One question that I’ve thought of is this: Does the beauty and intrigue of the rather foreign language of a great Romantic like Coleridge have the potential to engage in a way that something with easier meaning does not? Is it like listening to a song in a language you haven’t mastered – you don’t get all the words and that focuses you on other aspects than what the words mean. Aspects like ‘how do they sound?’ ‘what’s the rhythm?’ etc. All of these are aspects that can be hard to understand as a learning poet.

Earlier this year, I read a book by Rafe Esquith, a grade 5 teacher who became famous for putting on full productions of Shakespeare in his inner city classes in Los Angeles. They were fearless – Lear, Hamlet, the whole Shakespearean cannon was open to them. The classes were diverse – ELLs, kids with parents who have low incomes and little education, etc. If he can do it with those students…

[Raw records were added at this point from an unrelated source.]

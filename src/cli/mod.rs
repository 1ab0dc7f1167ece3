//! CLI interface and argument parsing
//!
//! This module provides the command-line interface for the concept exporter using clap.

pub mod commands;

use clap::{Parser, Subcommand};

/// Concept Exporter - Neo4j concepts to CSV files in S3
#[derive(Parser, Debug)]
#[command(name = "concept-exporter")]
#[command(version, about, long_about = None)]
#[command(author = "Concept Exporter Contributors")]
pub struct Cli {
    /// Path to configuration file
    #[arg(
        short,
        long,
        default_value = "concept-exporter.toml",
        env = "CONCEPT_EXPORTER_CONFIG"
    )]
    pub config: String,

    /// Log level (trace, debug, info, warn, error)
    #[arg(short, long, env = "CONCEPT_EXPORTER_LOG_LEVEL")]
    pub log_level: Option<String>,

    /// Subcommand to execute
    #[command(subcommand)]
    pub command: Commands,
}

/// Available commands
#[derive(Subcommand, Debug)]
pub enum Commands {
    /// Run the HTTP export service
    Serve(commands::serve::ServeArgs),

    /// Run one full export in the foreground
    Export(commands::export::ExportArgs),

    /// Validate configuration file
    ValidateConfig(commands::validate::ValidateArgs),

    /// Initialize a new configuration file
    Init(commands::init::InitArgs),
}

And so can I stitch in some similarly difficult texts for my grade 5s? Or do I need to always think of the lowest common denominator? In a Montessori school, I will often have 3 grade splits. Just as we need to differentiate for the lowest capacity learners, we also need to differentiate and provide a rich and stimulating environment for the high fliers. This enrichment can come from those bits of lessons that you know are not central to the objective and that you know you won’t evaluate. I spend a lot of my time prioritizing the learners who need a hand up. This is an opportunity to shift the priority for a few minutes to those who enjoy enrichment.

And so, I would say that yes, it is okay to use high literature in class, but I have the following criteria for when I do it:

-A students’ ability to understand and dive into the meaning is not being assessed,

-The meaning of the poem is not the focus or even a major feature of the lesson.

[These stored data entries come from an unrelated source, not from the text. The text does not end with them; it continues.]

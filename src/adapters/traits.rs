//! Adapter traits
//!
//! These traits define the seams between the export core and the external
//! systems it reads from and publishes to.

use crate::domain::{Concept, ConceptType, Result, TransactionId};
use async_trait::async_trait;
use tokio::sync::mpsc;

/// Outcome of a successful read
#[derive(Debug, Clone, Copy, PartialEq, Eq)]
pub enum ReadOutcome {
    /// The query matched this many concepts; they are being streamed to the sink
    Found(usize),

    /// The query succeeded but matched nothing
    Empty,
}

/// A source of concepts, queried once per concept type
#[async_trait]
pub trait ConceptSource: Send + Sync {
    /// Reads every concept of `concept_type` into `sink`
    ///
    /// The sink is owned by the call and closes once it is dropped. On
    /// `Found(n)` exactly `n` concepts are sent, possibly after this method
    /// returns. On `Empty` or an error, nothing is sent.
    ///
    /// # Errors
    ///
    /// Returns a [`crate::domain::SourceError`] when the query cannot be run
    /// or its response cannot be interpreted.
    async fn read(
        &self,
        concept_type: &ConceptType,
        sink: mpsc::Sender<Concept>,
    ) -> Result<ReadOutcome>;
}

/// Destination for finished export artifacts
#[async_trait]
pub trait ArtifactPublisher: Send + Sync {
    /// Uploads `bytes` under `file_name`
    ///
    /// # Errors
    ///
    /// Returns a [`crate::domain::PublishError`] if the upload did not succeed.
    async fn upload(&self, bytes: Vec<u8>, file_name: &str, tid: &TransactionId) -> Result<()>;
}

/// A dependency whose reachability is reported by the health endpoints
#[async_trait]
pub trait HealthCheck: Send + Sync {
    /// Short name shown in health reports
    fn name(&self) -> &str;

    /// Checks connectivity, returning a human readable status on success
    async fn check_health(&self) -> Result<String>;
}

-It is in a context where a variety of levels can be presented over time.

Ultimately, I will respond to the students in front of me. At present, the engagement level spikes when I read poetry. I will use that and test where the boundaries of that engagement are. I’m curious to see just what the boundaries are for the learners, but I’ll never find the boundary if I don’t push it. If I see the engagement level deflating when I open a book, then I know its time to adjust and pull out Shel Silverstein and Kenn Nesbitt once more.